The G20 want to discuss how to bolt the stable doors – they should try looking for some horses first.
The putative agenda for the G20 is all about better regulation of the financial world to prevent a repeat bubble. I am all for that. The overblown regulatory industry of the last decade failed spectacularly to do one simple thing – keep lending and borrowing within prudent limits. Next time round we do not need more regulators, just regulators who use the powers they have to keep some overall size control on financial institutions balance sheets.
However, we are not in the luxurious position governments are spinning we are in. They want us to believe the banks have been saved by Gordon, Paulson and others, that money markets are gently returning to normal and all we need to worry about is some future credit binge. If only.
What we should be worrying about is recession. Last month 250,000 more Americans became unemployed. The car industry in Europe and the USA has fallen off a cliff, leading to financial distress amongst major companies, factory closures, and more job losses. Property related businesses in the USA, the UK, Spain and other distressed centres have seen a huge decline in the volume of business as well as a big fall in the value of any property assets they own. Steel makers now have to cut capacity. Retail staff hang around little used tills, worrying how much longer they will have jobs. This recession is finding its way into most nooks and crannies of the advanced economies. It will leave a trail of devastation in its wake – job losses, bankruptcies, broken dreams, damaged families, dislocated businesses.
Beneath the surface of their soundbites and their political games, the governments of the west are worrying about how to dig their economies out of the mire they have driven them into. There are now three main policy options being pursued, and two being considered.
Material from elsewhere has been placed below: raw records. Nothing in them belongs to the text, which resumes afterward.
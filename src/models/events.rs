//! Event types flowing through the trading pipeline.
//!
//! MarketEvent -> SignalEvent -> OrderEvent -> FillEvent. All values are
//! immutable once built; prices and quantities are exact decimals.

use chrono::{DateTime, Utc};
use rust_decimal::Decimal;
use serde::{Deserialize, Serialize};

/// Market data update delivered to strategies.
#[derive(Debug, Clone, PartialEq, Serialize, Deserialize)]
#[serde(tag = "type", rename_all = "lowercase")]
pub enum MarketEvent {
    Quote {
        symbol: String,
        bid: Decimal,
        ask: Decimal,
        timestamp: DateTime<Utc>,
    },
    Trade {
        symbol: String,
        price: Decimal,
        size: Decimal,
        timestamp: DateTime<Utc>,
    },
    Bar {
        symbol: String,
        open: Decimal,
        high: Decimal,
        low: Decimal,
        close: Decimal,
        volume: Decimal,
        timestamp: DateTime<Utc>,
    },
}

impl MarketEvent {
    pub fn symbol(&self) -> &str {
        match self {
            Self::Quote { symbol, .. } | Self::Trade { symbol, .. } | Self::Bar { symbol, .. } => {
                symbol
            }
        }
    }

    pub fn timestamp(&self) -> DateTime<Utc> {
        match self {
            Self::Quote { timestamp, .. }
            | Self::Trade { timestamp, .. }
            | Self::Bar { timestamp, .. } => *timestamp,
        }
    }

    /// Reference price: bar close, trade price or quote mid.
    pub fn price(&self) -> Decimal {
        match self {
            Self::Quote { bid, ask, .. } => (*bid + *ask) / Decimal::TWO,
            Self::Trade { price, .. } => *price,
            Self::Bar { close, .. } => *close,
        }
    }
}

/// Direction a strategy wants to be in.
#[derive(Debug, Clone, Copy, PartialEq, Eq, Serialize, Deserialize)]
#[serde(rename_all = "UPPERCASE")]
pub enum SignalDirection {
    Long,
    Short,
    /// Flatten whatever position is open.
    Exit,
}

/// Trading intent emitted by a strategy.
#[derive(Debug, Clone, PartialEq, Serialize, Deserialize)]
pub struct SignalEvent {
    pub symbol: String,
    pub direction: SignalDirection,

    /// Conviction in [0, 1], informational only
    pub strength: f64,

    /// Price the strategy observed when deciding
    pub price: Decimal,

    pub timestamp: DateTime<Utc>,
}

/// Side of an order or fill.
#[derive(Debug, Clone, Copy, PartialEq, Eq, Hash, Serialize, Deserialize)]
#[serde(rename_all = "UPPERCASE")]
pub enum OrderDirection {
    Buy,
    Sell,
}

impl OrderDirection {
    pub fn as_str(&self) -> &'static str {
        match self {
            OrderDirection::Buy => "BUY",
            OrderDirection::Sell => "SELL",
        }
    }

    /// +1 for buys, -1 for sells.
    pub fn sign(&self) -> Decimal {
        match self {
            OrderDirection::Buy => Decimal::ONE,
            OrderDirection::Sell => Decimal::NEGATIVE_ONE,
        }
    }

    pub fn opposite(&self) -> Self {
        match self {
            OrderDirection::Buy => OrderDirection::Sell,
            OrderDirection::Sell => OrderDirection::Buy,
        }
    }
}

impl std::fmt::Display for OrderDirection {
    fn fmt(&self, f: &mut std::fmt::Formatter<'_>) -> std::fmt::Result {
        f.write_str(self.as_str())
    }
}

#[derive(Debug, Clone, Copy, PartialEq, Eq, Serialize, Deserialize)]
#[serde(tag = "kind", rename_all = "lowercase")]
pub enum OrderType {
    Market,
    Limit { price: Decimal },
}

/// Sized order produced by the risk manager.
#[derive(Debug, Clone, PartialEq, Serialize, Deserialize)]
pub struct OrderEvent {
    pub order_id: String,
    pub symbol: String,
    pub order_type: OrderType,
    pub direction: OrderDirection,

    /// Base-asset units, never collateral value
    pub quantity: Decimal,

    /// Reference price the order was sized at
    pub price: Decimal,

    pub timestamp: DateTime<Utc>,
}

impl OrderEvent {
    /// Collateral value of the order at its reference price.
    pub fn notional(&self) -> Decimal {
        self.quantity * self.price
    }
}

/// Execution report for an order. Live fills may be partial.
#[derive(Debug, Clone, PartialEq, Serialize, Deserialize)]
pub struct FillEvent {
    pub order_id: String,
    pub symbol: String,
    pub direction: OrderDirection,
    pub quantity: Decimal,
    pub fill_price: Decimal,
    pub commission: Decimal,
    pub timestamp: DateTime<Utc>,
}

impl FillEvent {
    /// Quantity with sign applied: positive for buys.
    pub fn signed_quantity(&self) -> Decimal {
        self.quantity * self.direction.sign()
    }
}

#[cfg(test)]
mod tests {
    use super::*;
    use rust_decimal_macros::dec;

    #[test]
    fn test_market_event_price() {
        let ts = Utc::now();
        let quote = MarketEvent::Quote {
            symbol: "BTC".to_string(),
            bid: dec!(100),
            ask: dec!(102),
            timestamp: ts,
        };
        assert_eq!(quote.price(), dec!(101));
        assert_eq!(quote.symbol(), "BTC");
        assert_eq!(quote.timestamp(), ts);
    }

    #[test]
    fn test_market_event_json() {
        let json = r#"{"type":"bar","symbol":"SOL","open":"150","high":"155","low":"149","close":"152.5","volume":"1000","timestamp":"2024-01-01T00:00:00Z"}"#;
        let event: MarketEvent = serde_json::from_str(json).unwrap();
        assert_eq!(event.symbol(), "SOL");
        assert_eq!(event.price(), dec!(152.5));
    }

    #[test]
    fn test_signed_quantity() {
        let fill = FillEvent {
            order_id: "o1".to_string(),
            symbol: "ETH".to_string(),
            direction: OrderDirection::Sell,
            quantity: dec!(2),
            fill_price: dec!(3000),
            commission: Decimal::ZERO,
            timestamp: Utc::now(),
        };
        assert_eq!(fill.signed_quantity(), dec!(-2));
        assert_eq!(OrderDirection::Sell.opposite(), OrderDirection::Buy);
    }
}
1. Cutting interest rates. This is the best and in some ways the most important. It was high interest rates and tight money which triggered the collapse. Overborrowed countries, however, need to tread carefully.
2. Making more cash and short term borrowing available to banks, with guarantees to assist markets. If anything makes the money markets work again, this will. It is going to take time and unbelievable sums in cash to do so.
3. Buying shares in banks, to recapitalise them quickly. This is a foolish policy, as it puts the taxpayer on too much risk, and delays the cuts in costs and inefficiencies which the banks need to make to do better in the future. It limits the scope for interest rate cuts.
4. Bringing forward public spending on capital projects. This is being considered on both sides of the Atlantic. In practise it is slow to work, as projects take time to bring to contract stage. At the margin it is helpful, and shows “something is being done”, but cannot be done on the scale to power us out of the slump.
5. Tax cuts to give people more spending power, to encourage more demand. This too could be a useful contributor, and worked in the second quarter in the USA. It can only be done by countries with a sufficiently strong financial position to afford it.
What should be done?
I would do four out of the five policies above. Even the UK could afford some borrowing for short term tax cuts, if it stopped buying bank shares on the scale envisaged. I would also want the international meeting to address the wider issue of the big global imbalances.
China and the oil producers have too much in reserves and savings. The west has been overspending and borrowing too much. There needs to be short term transitional arrangements, and a longer term fix.
In the short term a combination of weaker western currencies and less demand at home should force more into export. The UK and the US have to start earning their higher living standards by selling more abroad and producing more at home. During the transition period the IMF needs to strengthen its reserves from the cash and reserve rich countries of the world, to relend to the strugglers. China needs to make more progress in freeing its currency, and in stimulating her internal demand to provide a market for the world to aim at. There need to be further relaxations of barriers to trade to encourage more export to the cash rich countries.
China and the Gulf states will probably carry on lending more money to the West, and buying shares in Western companies. We need their money to sustain our overborrowed lifestyle, and they have few other places to put their cash. We need to free capital and currency markets, and markets for goods and services, as much as possible to speed and facilitate the movements needed to right the imbalances. Now is exactly the wrong moment to impose new controls and to think protectionism is the answer. The answer for the West is not less world trade, but more world trade where we are selling rather than buying.
Western governments, instead of subsidising bankers bonuses, should be making heroes of the exporters. We need them now to right our accounts and help us wipe off the big deficits of the bubble years.